Goal of the exercise — Reply only with how many lines below contain "FfmpegFrameSampler".

[Collected data entries]
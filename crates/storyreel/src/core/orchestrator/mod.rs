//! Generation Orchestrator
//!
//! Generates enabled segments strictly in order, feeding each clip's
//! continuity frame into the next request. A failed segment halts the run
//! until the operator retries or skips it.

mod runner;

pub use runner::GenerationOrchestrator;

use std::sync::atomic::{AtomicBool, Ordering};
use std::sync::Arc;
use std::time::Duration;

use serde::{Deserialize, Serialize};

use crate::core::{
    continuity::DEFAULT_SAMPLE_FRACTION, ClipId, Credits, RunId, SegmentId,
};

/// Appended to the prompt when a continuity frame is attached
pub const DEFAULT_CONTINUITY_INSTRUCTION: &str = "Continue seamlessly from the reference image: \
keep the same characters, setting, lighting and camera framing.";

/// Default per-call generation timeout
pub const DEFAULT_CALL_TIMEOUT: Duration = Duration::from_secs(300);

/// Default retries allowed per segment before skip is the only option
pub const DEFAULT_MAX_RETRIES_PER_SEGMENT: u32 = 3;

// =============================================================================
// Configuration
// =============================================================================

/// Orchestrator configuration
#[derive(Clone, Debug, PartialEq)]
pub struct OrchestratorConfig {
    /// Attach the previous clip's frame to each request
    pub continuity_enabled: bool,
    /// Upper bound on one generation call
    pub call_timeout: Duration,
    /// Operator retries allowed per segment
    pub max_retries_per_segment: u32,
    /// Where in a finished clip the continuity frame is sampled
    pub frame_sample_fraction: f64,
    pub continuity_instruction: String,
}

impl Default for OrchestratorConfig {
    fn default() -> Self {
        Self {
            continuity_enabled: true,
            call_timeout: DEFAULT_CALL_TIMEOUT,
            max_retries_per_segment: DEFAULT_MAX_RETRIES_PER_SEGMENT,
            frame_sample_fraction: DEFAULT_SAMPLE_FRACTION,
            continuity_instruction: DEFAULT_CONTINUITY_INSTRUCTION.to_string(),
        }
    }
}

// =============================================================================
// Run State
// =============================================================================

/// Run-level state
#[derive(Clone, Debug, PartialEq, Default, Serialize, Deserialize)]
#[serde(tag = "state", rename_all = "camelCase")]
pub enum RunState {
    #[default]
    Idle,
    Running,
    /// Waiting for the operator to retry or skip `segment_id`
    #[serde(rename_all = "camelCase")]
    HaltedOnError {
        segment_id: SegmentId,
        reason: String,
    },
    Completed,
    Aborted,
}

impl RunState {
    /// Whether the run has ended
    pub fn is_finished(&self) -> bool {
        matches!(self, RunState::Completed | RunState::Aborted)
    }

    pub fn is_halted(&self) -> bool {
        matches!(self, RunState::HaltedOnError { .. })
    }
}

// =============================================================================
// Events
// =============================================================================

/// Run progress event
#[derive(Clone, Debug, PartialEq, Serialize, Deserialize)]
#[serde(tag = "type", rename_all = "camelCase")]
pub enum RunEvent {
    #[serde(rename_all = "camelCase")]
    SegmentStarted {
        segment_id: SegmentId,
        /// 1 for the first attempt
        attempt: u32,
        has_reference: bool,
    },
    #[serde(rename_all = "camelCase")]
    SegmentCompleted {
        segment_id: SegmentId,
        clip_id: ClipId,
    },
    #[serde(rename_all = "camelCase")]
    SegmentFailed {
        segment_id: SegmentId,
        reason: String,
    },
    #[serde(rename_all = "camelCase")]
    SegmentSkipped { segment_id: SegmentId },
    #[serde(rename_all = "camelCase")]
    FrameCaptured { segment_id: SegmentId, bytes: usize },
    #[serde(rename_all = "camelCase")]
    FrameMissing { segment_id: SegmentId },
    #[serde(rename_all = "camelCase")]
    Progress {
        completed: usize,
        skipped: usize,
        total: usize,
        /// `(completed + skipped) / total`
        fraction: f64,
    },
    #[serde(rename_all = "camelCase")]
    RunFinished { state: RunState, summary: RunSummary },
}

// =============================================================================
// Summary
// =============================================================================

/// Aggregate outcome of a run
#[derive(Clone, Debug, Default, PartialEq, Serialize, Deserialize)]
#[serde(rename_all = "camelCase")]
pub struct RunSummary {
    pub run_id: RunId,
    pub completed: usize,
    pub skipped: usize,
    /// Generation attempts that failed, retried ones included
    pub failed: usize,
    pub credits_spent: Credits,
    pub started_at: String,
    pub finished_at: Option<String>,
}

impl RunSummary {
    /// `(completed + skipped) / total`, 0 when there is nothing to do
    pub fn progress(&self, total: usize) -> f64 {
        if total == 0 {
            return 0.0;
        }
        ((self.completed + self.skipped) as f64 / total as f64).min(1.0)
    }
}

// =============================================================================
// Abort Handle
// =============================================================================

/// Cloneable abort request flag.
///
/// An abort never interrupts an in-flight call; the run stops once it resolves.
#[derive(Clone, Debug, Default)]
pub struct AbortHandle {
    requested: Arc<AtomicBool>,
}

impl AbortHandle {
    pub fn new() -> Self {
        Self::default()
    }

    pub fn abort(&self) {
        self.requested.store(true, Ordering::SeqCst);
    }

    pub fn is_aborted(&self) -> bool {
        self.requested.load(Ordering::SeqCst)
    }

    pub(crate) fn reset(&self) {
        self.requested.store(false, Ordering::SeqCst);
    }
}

* * *

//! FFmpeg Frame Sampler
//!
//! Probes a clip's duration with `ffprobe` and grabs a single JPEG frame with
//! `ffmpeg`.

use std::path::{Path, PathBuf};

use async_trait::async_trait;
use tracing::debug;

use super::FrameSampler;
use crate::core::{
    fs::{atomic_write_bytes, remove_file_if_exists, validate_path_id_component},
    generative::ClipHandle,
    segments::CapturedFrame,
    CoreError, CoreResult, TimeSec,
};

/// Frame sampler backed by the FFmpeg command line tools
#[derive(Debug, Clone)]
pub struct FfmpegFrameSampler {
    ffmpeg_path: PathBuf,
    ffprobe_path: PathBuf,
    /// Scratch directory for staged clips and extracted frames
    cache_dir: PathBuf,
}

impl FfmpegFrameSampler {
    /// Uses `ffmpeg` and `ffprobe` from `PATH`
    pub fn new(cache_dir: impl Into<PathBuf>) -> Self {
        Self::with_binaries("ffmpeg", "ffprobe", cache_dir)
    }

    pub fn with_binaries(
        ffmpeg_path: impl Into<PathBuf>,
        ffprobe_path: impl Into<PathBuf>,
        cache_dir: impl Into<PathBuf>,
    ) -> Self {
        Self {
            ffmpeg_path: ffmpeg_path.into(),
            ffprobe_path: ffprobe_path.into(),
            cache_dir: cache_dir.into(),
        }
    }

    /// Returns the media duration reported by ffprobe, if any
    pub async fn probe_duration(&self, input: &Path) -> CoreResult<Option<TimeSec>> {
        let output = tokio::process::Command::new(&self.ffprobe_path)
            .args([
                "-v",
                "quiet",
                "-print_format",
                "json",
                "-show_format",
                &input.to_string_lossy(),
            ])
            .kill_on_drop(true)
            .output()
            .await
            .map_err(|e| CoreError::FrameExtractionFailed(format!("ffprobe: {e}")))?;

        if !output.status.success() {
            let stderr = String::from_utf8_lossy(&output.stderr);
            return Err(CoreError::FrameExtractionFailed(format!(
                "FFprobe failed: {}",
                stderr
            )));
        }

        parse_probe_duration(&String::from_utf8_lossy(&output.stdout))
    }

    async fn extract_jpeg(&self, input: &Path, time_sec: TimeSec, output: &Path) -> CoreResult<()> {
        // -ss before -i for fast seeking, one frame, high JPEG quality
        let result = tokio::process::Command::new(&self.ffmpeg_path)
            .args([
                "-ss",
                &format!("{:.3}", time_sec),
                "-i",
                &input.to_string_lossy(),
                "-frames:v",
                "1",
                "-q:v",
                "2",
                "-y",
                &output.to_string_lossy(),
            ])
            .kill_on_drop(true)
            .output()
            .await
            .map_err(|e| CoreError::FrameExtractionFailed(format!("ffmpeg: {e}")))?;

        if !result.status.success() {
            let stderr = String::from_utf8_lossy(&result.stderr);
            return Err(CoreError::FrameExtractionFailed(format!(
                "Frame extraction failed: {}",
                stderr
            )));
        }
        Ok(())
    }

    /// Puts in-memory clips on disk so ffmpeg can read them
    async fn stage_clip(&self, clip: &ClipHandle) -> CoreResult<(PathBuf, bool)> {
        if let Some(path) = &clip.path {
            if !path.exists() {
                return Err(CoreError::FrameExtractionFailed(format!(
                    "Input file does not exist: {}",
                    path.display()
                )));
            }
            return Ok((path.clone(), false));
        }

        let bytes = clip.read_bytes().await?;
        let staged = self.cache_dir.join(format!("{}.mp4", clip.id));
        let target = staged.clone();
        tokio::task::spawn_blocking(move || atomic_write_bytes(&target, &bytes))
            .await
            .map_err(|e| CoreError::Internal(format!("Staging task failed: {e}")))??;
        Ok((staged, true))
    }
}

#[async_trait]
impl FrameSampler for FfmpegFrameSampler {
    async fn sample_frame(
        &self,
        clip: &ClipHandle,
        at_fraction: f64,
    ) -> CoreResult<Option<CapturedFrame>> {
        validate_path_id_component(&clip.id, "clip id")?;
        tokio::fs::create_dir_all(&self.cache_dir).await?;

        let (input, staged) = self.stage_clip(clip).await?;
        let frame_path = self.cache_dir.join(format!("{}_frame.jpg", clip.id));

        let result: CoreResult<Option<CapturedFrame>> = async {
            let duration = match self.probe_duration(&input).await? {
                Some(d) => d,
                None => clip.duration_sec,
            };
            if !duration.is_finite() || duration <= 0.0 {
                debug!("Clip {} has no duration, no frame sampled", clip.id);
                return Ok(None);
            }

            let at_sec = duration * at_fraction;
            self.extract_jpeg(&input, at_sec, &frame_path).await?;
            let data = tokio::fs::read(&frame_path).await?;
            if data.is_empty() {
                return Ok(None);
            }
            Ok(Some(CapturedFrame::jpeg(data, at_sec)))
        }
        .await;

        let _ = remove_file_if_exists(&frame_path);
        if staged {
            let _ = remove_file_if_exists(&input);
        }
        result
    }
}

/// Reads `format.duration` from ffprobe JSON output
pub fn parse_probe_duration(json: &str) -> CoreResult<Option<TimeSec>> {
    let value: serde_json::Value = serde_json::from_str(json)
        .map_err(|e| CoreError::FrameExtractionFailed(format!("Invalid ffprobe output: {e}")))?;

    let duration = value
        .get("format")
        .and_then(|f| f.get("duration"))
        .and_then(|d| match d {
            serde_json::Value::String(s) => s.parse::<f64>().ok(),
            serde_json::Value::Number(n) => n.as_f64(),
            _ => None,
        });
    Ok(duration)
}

--

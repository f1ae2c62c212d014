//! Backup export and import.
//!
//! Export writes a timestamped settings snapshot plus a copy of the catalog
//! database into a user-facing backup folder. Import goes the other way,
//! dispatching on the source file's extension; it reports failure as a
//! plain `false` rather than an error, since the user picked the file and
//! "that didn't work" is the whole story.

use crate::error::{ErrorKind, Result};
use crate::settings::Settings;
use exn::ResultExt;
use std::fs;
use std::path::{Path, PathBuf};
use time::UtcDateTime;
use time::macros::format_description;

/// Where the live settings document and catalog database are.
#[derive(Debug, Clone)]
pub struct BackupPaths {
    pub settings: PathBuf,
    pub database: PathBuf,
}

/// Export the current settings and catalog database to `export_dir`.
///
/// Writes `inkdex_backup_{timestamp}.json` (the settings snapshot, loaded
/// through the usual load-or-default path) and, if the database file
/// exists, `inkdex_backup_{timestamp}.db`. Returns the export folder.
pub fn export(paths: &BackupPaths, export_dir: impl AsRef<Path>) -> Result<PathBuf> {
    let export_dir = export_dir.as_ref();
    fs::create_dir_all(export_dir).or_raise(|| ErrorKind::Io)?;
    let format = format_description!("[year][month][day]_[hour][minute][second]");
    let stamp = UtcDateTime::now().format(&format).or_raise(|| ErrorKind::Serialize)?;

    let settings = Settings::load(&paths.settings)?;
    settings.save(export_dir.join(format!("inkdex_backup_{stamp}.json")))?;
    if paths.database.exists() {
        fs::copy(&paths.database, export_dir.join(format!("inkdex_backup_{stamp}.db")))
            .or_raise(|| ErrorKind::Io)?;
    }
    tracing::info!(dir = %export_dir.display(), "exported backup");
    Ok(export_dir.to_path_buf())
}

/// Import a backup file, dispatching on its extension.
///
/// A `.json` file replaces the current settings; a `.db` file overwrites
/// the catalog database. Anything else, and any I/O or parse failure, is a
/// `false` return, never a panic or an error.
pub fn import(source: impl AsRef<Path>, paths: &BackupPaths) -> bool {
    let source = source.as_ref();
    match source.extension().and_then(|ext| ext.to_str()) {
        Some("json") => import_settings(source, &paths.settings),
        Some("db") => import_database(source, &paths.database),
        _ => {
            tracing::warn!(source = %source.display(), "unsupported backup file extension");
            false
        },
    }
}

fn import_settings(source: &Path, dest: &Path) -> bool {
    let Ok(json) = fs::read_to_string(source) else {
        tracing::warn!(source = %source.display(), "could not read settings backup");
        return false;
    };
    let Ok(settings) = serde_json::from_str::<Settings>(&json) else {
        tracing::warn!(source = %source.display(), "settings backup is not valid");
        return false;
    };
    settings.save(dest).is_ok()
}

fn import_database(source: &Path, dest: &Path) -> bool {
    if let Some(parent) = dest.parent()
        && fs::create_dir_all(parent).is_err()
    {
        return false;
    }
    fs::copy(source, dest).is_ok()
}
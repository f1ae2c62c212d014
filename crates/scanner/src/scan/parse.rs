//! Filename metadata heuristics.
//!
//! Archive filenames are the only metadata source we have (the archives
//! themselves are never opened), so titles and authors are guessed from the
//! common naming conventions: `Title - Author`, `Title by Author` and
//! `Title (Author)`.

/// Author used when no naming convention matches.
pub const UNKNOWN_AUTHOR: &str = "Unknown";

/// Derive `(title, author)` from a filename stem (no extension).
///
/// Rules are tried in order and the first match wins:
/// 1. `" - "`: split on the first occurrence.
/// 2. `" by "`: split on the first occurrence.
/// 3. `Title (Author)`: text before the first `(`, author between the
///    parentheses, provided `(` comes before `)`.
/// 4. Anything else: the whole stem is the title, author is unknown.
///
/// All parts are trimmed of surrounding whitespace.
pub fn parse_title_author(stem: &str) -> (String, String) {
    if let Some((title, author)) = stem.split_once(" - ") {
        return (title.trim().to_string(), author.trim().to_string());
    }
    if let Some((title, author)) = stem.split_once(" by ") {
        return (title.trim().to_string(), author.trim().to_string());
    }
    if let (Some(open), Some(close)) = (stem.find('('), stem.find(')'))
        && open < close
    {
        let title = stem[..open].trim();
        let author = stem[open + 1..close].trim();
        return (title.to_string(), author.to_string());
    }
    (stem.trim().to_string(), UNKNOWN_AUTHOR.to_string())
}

Written solution — 3